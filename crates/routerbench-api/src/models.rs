// Router wire types
//
// One struct per endpoint. The Router omits fields freely depending on the
// request state, so nearly everything is `Option` with `#[serde(default)]`:
// an absent key is an explicit "unset", never a parse failure.

use serde::{Deserialize, Serialize};

// ── Requests ─────────────────────────────────────────────────────────

/// Body shared by every dataset initiation call.
#[derive(Debug, Clone, Serialize)]
pub struct DatasetRequest<'a> {
    pub mac_address: &'a str,
    pub dataset_name: &'a str,
}

// ── Initiation responses ─────────────────────────────────────────────

/// `POST /datasets/request` and `POST /datasets/request-offload`.
#[derive(Debug, Clone, Deserialize)]
pub struct RequestAccepted {
    #[serde(default)]
    pub request_id: String,
}

/// `POST /datasets/request-stream`.
#[derive(Debug, Clone, Deserialize)]
pub struct StreamTicket {
    #[serde(default)]
    pub request_id: String,
    /// Absolute URL, or a path relative to the Router base URL.
    #[serde(default)]
    pub stream_url: Option<String>,
}

// ── Producer timestamps ──────────────────────────────────────────────

/// Producer-side marks relayed by the Router, in seconds since the epoch.
///
/// `t1`: Router received the request. `t2`: connector received it.
/// `t3`: connector started sending.
#[derive(Debug, Clone, Copy, Default, PartialEq, Serialize, Deserialize)]
pub struct RemoteTimestamps {
    #[serde(default)]
    pub t1_received: Option<f64>,
    #[serde(default)]
    pub t2_received: Option<f64>,
    #[serde(default)]
    pub t3_start_send: Option<f64>,
}

impl RemoteTimestamps {
    /// `true` when none of the marks were reported.
    pub fn is_empty(&self) -> bool {
        self.t1_received.is_none() && self.t2_received.is_none() && self.t3_start_send.is_none()
    }

    /// Time spent inside the Router (`t2 - t1`).
    pub fn router_latency(&self) -> Option<f64> {
        Some(self.t2_received? - self.t1_received?)
    }

    /// Time spent inside the connector before sending (`t3 - t2`).
    pub fn connector_latency(&self) -> Option<f64> {
        Some(self.t3_start_send? - self.t2_received?)
    }

    /// `None` when empty, so absent marks never masquerade as reported ones.
    pub(crate) fn non_empty(self) -> Option<Self> {
        (!self.is_empty()).then_some(self)
    }
}

// ── Status ───────────────────────────────────────────────────────────

/// Request state as reported by the Router. Unknown values count as pending.
#[derive(Debug, Clone, Copy, Default, PartialEq, Eq, Serialize, Deserialize)]
#[serde(rename_all = "lowercase")]
pub enum RouterStatus {
    #[default]
    Pending,
    Processing,
    Completed,
    Error,
    #[serde(other)]
    Unknown,
}

impl RouterStatus {
    /// `completed` or `error`: polling stops here.
    pub fn is_terminal(self) -> bool {
        matches!(self, Self::Completed | Self::Error)
    }
}

/// `GET /datasets/{id}/status`, also the body of `request-sync`.
#[derive(Debug, Clone, Default, Serialize, Deserialize)]
pub struct StatusResponse {
    #[serde(default)]
    pub request_id: Option<String>,
    #[serde(default)]
    pub status: RouterStatus,
    /// Inline dataset content. Usually a string, occasionally raw JSON.
    #[serde(default)]
    pub data: Option<serde_json::Value>,
    #[serde(default)]
    pub data_size_bytes: Option<u64>,
    #[serde(default)]
    pub error_message: Option<String>,
    #[serde(default)]
    pub timestamps: Option<RemoteTimestamps>,
    #[serde(default)]
    pub download_url: Option<String>,
}

impl StatusResponse {
    /// Reported size, falling back to the length of the inline data.
    pub fn payload_size(&self) -> Option<u64> {
        self.data_size_bytes.or_else(|| {
            self.data.as_ref().map(|data| match data {
                serde_json::Value::String(s) => s.len() as u64,
                other => other.to_string().len() as u64,
            })
        })
    }
}

// ── Hosts ────────────────────────────────────────────────────────────

/// `GET /hosts/active`.
#[derive(Debug, Clone, Default, Serialize, Deserialize)]
pub struct ActiveHosts {
    #[serde(default)]
    pub count: usize,
    #[serde(default)]
    pub connectors: Vec<Connector>,
}

/// A connector (producer device) currently attached to the Router.
#[derive(Debug, Clone, Serialize, Deserialize)]
pub struct Connector {
    pub mac_address: String,
    #[serde(default)]
    pub status: Option<String>,
    #[serde(default)]
    pub connected_at: Option<String>,
    #[serde(default)]
    pub last_ping: Option<String>,
}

········

# TASK REQUIREMENTS
Return every entry exactly; no line may be missing.

# ANSWER SECTION
filename crates/routerbench-api/src/models.rs
// Router wire types
//
// One struct per endpoint. The Router omits fields freely depending on the
// request state, so nearly everything is `Option` with `#[serde(default)]`:
// an absent key is an explicit "unset", never a parse failure.

use serde::{Deserialize, Serialize};

// ── Requests ─────────────────────────────────────────────────────────

/// Body shared by every dataset initiation call.
#[derive(Debug, Clone, Serialize)]
pub struct DatasetRequest<'a> {
    pub mac_address: &'a str,
    pub dataset_name: &'a str,
}

// ── Initiation responses ─────────────────────────────────────────────

/// `POST /datasets/request` and `POST /datasets/request-offload`.
#[derive(Debug, Clone, Deserialize)]
pub struct RequestAccepted {
    #[serde(default)]
    pub request_id: String,
}

/// `POST /datasets/request-stream`.
#[derive(Debug, Clone, Deserialize)]
pub struct StreamTicket {
    #[serde(default)]
    pub request_id: String,
    /// Absolute URL, or a path relative to the Router base URL.
    #[serde(default)]
    pub stream_url: Option<String>,
}

// ── Producer timestamps ──────────────────────────────────────────────

/// Producer-side marks relayed by the Router, in seconds since the epoch.
///
/// `t1`: Router received the request. `t2`: connector received it.
/// `t3`: connector started sending.
#[derive(Debug, Clone, Copy, Default, PartialEq, Serialize, Deserialize)]
pub struct RemoteTimestamps {
    #[serde(default)]
    pub t1_received: Option<f64>,
    #[serde(default)]
    pub t2_received: Option<f64>,
    #[serde(default)]
    pub t3_start_send: Option<f64>,
}

impl RemoteTimestamps {
    /// `true` when none of the marks were reported.
    pub fn is_empty(&self) -> bool {
        self.t1_received.is_none() && self.t2_received.is_none() && self.t3_start_send.is_none()
    }

    /// Time spent inside the Router (`t2 - t1`).
    pub fn router_latency(&self) -> Option<f64> {
        Some(self.t2_received? - self.t1_received?)
    }

    /// Time spent inside the connector before sending (`t3 - t2`).
    pub fn connector_latency(&self) -> Option<f64> {
        Some(self.t3_start_send? - self.t2_received?)
    }

    /// `None` when empty, so absent marks never masquerade as reported ones.
    pub(crate) fn non_empty(self) -> Option<Self> {
        (!self.is_empty()).then_some(self)
    }
}

// ── Status ───────────────────────────────────────────────────────────

/// Request state as reported by the Router. Unknown values count as pending.
#[derive(Debug, Clone, Copy, Default, PartialEq, Eq, Serialize, Deserialize)]
#[serde(rename_all = "lowercase")]
pub enum RouterStatus {
    #[default]
    Pending,
    Processing,
    Completed,
    Error,
    #[serde(other)]
    Unknown,
}

impl RouterStatus {
    /// `completed` or `error`: polling stops here.
    pub fn is_terminal(self) -> bool {
        matches!(self, Self::Completed | Self::Error)
    }
}

/// `GET /datasets/{id}/status`, also the body of `request-sync`.
#[derive(Debug, Clone, Default, Serialize, Deserialize)]
pub struct StatusResponse {
    #[serde(default)]
    pub request_id: Option<String>,
    #[serde(default)]
    pub status: RouterStatus,
    /// Inline dataset content. Usually a string, occasionally raw JSON.
    #[serde(default)]
    pub data: Option<serde_json::Value>,
    #[serde(default)]
    pub data_size_bytes: Option<u64>,
    #[serde(default)]
    pub error_message: Option<String>,
    #[serde(default)]
    pub timestamps: Option<RemoteTimestamps>,
    #[serde(default)]
    pub download_url: Option<String>,
}

impl StatusResponse {
    /// Reported size, falling back to the length of the inline data.
    pub fn payload_size(&self) -> Option<u64> {
        self.data_size_bytes.or_else(|| {
            self.data.as_ref().map(|data| match data {
                serde_json::Value::String(s) => s.len() as u64,
                other => other.to_string().len() as u64,
            })
        })
    }
}

// ── Hosts ────────────────────────────────────────────────────────────

/// `GET /hosts/active`.
#[derive(Debug, Clone, Default, Serialize, Deserialize)]
pub struct ActiveHosts {
    #[serde(default)]
    pub count: usize,
    #[serde(default)]
    pub connectors: Vec<Connector>,
}

/// A connector (producer device) currently attached to the Router.
#[derive(Debug, Clone, Serialize, Deserialize)]
pub struct Connector {
    pub mac_address: String,
    #[serde(default)]
    pub status: Option<String>,
    #[serde(default)]
    pub connected_at: Option<String>,
    #[serde(default)]
    pub last_ping: Option<String>,
}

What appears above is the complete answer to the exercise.